#### Recorded data:
+ + +

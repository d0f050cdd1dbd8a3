//! Pop-time stats folding (C5, §4.5). Dedup throughout is linear search:
//! these collections hold a handful of entries per site, so a flat `Vec`
//! beats a secondary index.

use crate::{
    error::oops,
    host::{GcHeader, GcSink},
    stats::{
        simstack::Frame,
        types::{ArgType, ByType, CallTypeInfo, Callsite, FunctionStats, OffsetLog},
    },
};

fn is_complete(callsite: &Callsite, arg_types: &[ArgType]) -> bool {
    callsite.flags.iter().zip(arg_types).all(|(flag, at)| {
        if flag.is_object && at.type_.is_none() {
            return false;
        }
        if flag.is_container && at.type_concrete && at.decont_type.is_none() {
            return false;
        }
        true
    })
}

/// Fold a just-popped frame into its function's stats tree, per §4.5's
/// numbered steps. `parent` is the frame now at the top of the sim-stack (if
/// any), which may receive a `call_type_info` attribution (step 6). `owner`
/// identifies the popping frame's static-frame object for GC write barriers.
pub fn fold_frame(
    stats: &mut FunctionStats,
    frame: Frame,
    parent: Option<&mut Frame>,
    owner: GcHeader,
    gc: &mut dyn GcSink,
) {
    // Step 1.
    stats.osr_hits += frame.osr_hits;
    let cs_idx = frame.callsite_idx;
    {
        let by_cs = &mut stats.by_callsite[cs_idx];
        by_cs.osr_hits += frame.osr_hits;
        by_cs.max_depth = by_cs.max_depth.max(frame.depth);
    }

    let callee_callsite_id = frame.callsite.id;

    // Step 2. A callsite with no object-typed args is vacuously complete
    // (nothing to wait on), so it still earns a `by_type` record — that's
    // the only place an invoke-site attribution from a callee has anywhere
    // to land (§8.2 S5).
    let by_type_idx = if is_complete(&frame.callsite, &frame.arg_types) {
        let by_cs = &mut stats.by_callsite[cs_idx];
        match by_cs.find_type(&frame.arg_types) {
            Some(idx) => Some(idx),
            None => {
                by_cs.by_type.push(ByType { arg_types: frame.arg_types.clone(), ..ByType::default() });
                Some(by_cs.by_type.len() - 1)
            }
        }
    } else {
        None
    };

    // Steps 3-5, only when a by_type record was kept.
    if let Some(idx) = by_type_idx {
        let by_type = &mut stats.by_callsite[cs_idx].by_type[idx];

        for log in &frame.offset_logs {
            match *log {
                OffsetLog::Type { bytecode_offset, type_, concrete } => {
                    by_type.offset_mut(bytecode_offset).record_type(type_, concrete);
                }
                OffsetLog::Invoke { bytecode_offset, value } => {
                    by_type.offset_mut(bytecode_offset).record_value(value);
                }
            }
        }

        for cti in &frame.call_type_info {
            by_type.offset_mut(cti.bytecode_offset).record_type_tuple(cti.callsite_id, &cti.arg_types);
            for at in &cti.arg_types {
                if let Some(t) = at.type_ {
                    gc.write_barrier(owner, t);
                }
                if let Some(t) = at.decont_type {
                    gc.write_barrier(owner, t);
                }
            }
        }

        by_type.hits += 1;
        by_type.osr_hits += frame.osr_hits;
        by_type.max_depth = by_type.max_depth.max(frame.depth);

        // Step 6. Only a tuple good enough to have earned a `by_type` record
        // gets attributed back to the caller's invoke site — an incomplete
        // tuple was discarded above and must not surface in the caller's
        // stats either (§8.2 S6).
        if let Some(parent) = parent {
            if parent.last_invoke_code == Some(frame.sf) {
                let offset = parent
                    .last_invoke_offset
                    .unwrap_or_else(|| oops!("last_invoke_code set without a matching last_invoke_offset"));
                parent.call_type_info.push(CallTypeInfo {
                    bytecode_offset: offset,
                    callsite_id: callee_callsite_id,
                    arg_types: frame.arg_types.clone(),
                });
            }
        }
    }

    // Step 7: `frame`'s offset_logs/call_type_info/arg_types all drop here.
}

+ + +

#### Task instructions:
Copy out the material in full, exactly as it reads.

#### Task response:
repository d0f050cdd1dbd8a3
//! Pop-time stats folding (C5, §4.5). Dedup throughout is linear search:
//! these collections hold a handful of entries per site, so a flat `Vec`
//! beats a secondary index.

use crate::{
    error::oops,
    host::{GcHeader, GcSink},
    stats::{
        simstack::Frame,
        types::{ArgType, ByType, CallTypeInfo, Callsite, FunctionStats, OffsetLog},
    },
};

fn is_complete(callsite: &Callsite, arg_types: &[ArgType]) -> bool {
    callsite.flags.iter().zip(arg_types).all(|(flag, at)| {
        if flag.is_object && at.type_.is_none() {
            return false;
        }
        if flag.is_container && at.type_concrete && at.decont_type.is_none() {
            return false;
        }
        true
    })
}

/// Fold a just-popped frame into its function's stats tree, per §4.5's
/// numbered steps. `parent` is the frame now at the top of the sim-stack (if
/// any), which may receive a `call_type_info` attribution (step 6). `owner`
/// identifies the popping frame's static-frame object for GC write barriers.
pub fn fold_frame(
    stats: &mut FunctionStats,
    frame: Frame,
    parent: Option<&mut Frame>,
    owner: GcHeader,
    gc: &mut dyn GcSink,
) {
    // Step 1.
    stats.osr_hits += frame.osr_hits;
    let cs_idx = frame.callsite_idx;
    {
        let by_cs = &mut stats.by_callsite[cs_idx];
        by_cs.osr_hits += frame.osr_hits;
        by_cs.max_depth = by_cs.max_depth.max(frame.depth);
    }

    let callee_callsite_id = frame.callsite.id;

    // Step 2. A callsite with no object-typed args is vacuously complete
    // (nothing to wait on), so it still earns a `by_type` record — that's
    // the only place an invoke-site attribution from a callee has anywhere
    // to land (§8.2 S5).
    let by_type_idx = if is_complete(&frame.callsite, &frame.arg_types) {
        let by_cs = &mut stats.by_callsite[cs_idx];
        match by_cs.find_type(&frame.arg_types) {
            Some(idx) => Some(idx),
            None => {
                by_cs.by_type.push(ByType { arg_types: frame.arg_types.clone(), ..ByType::default() });
                Some(by_cs.by_type.len() - 1)
            }
        }
    } else {
        None
    };

    // Steps 3-5, only when a by_type record was kept.
    if let Some(idx) = by_type_idx {
        let by_type = &mut stats.by_callsite[cs_idx].by_type[idx];

        for log in &frame.offset_logs {
            match *log {
                OffsetLog::Type { bytecode_offset, type_, concrete } => {
                    by_type.offset_mut(bytecode_offset).record_type(type_, concrete);
                }
                OffsetLog::Invoke { bytecode_offset, value } => {
                    by_type.offset_mut(bytecode_offset).record_value(value);
                }
            }
        }

        for cti in &frame.call_type_info {
            by_type.offset_mut(cti.bytecode_offset).record_type_tuple(cti.callsite_id, &cti.arg_types);
            for at in &cti.arg_types {
                if let Some(t) = at.type_ {
                    gc.write_barrier(owner, t);
                }
                if let Some(t) = at.decont_type {
                    gc.write_barrier(owner, t);
                }
            }
        }

        by_type.hits += 1;
        by_type.osr_hits += frame.osr_hits;
        by_type.max_depth = by_type.max_depth.max(frame.depth);

        // Step 6. Only a tuple good enough to have earned a `by_type` record
        // gets attributed back to the caller's invoke site — an incomplete
        // tuple was discarded above and must not surface in the caller's
        // stats either (§8.2 S6).
        if let Some(parent) = parent {
            if parent.last_invoke_code == Some(frame.sf) {
                let offset = parent
                    .last_invoke_offset
                    .unwrap_or_else(|| oops!("last_invoke_code set without a matching last_invoke_offset"));
                parent.call_type_info.push(CallTypeInfo {
                    bytecode_offset: offset,
                    callsite_id: callee_callsite_id,
                    arg_types: frame.arg_types.clone(),
                });
            }
        }
    }

    // Step 7: `frame`'s offset_logs/call_type_info/arg_types all drop here.
}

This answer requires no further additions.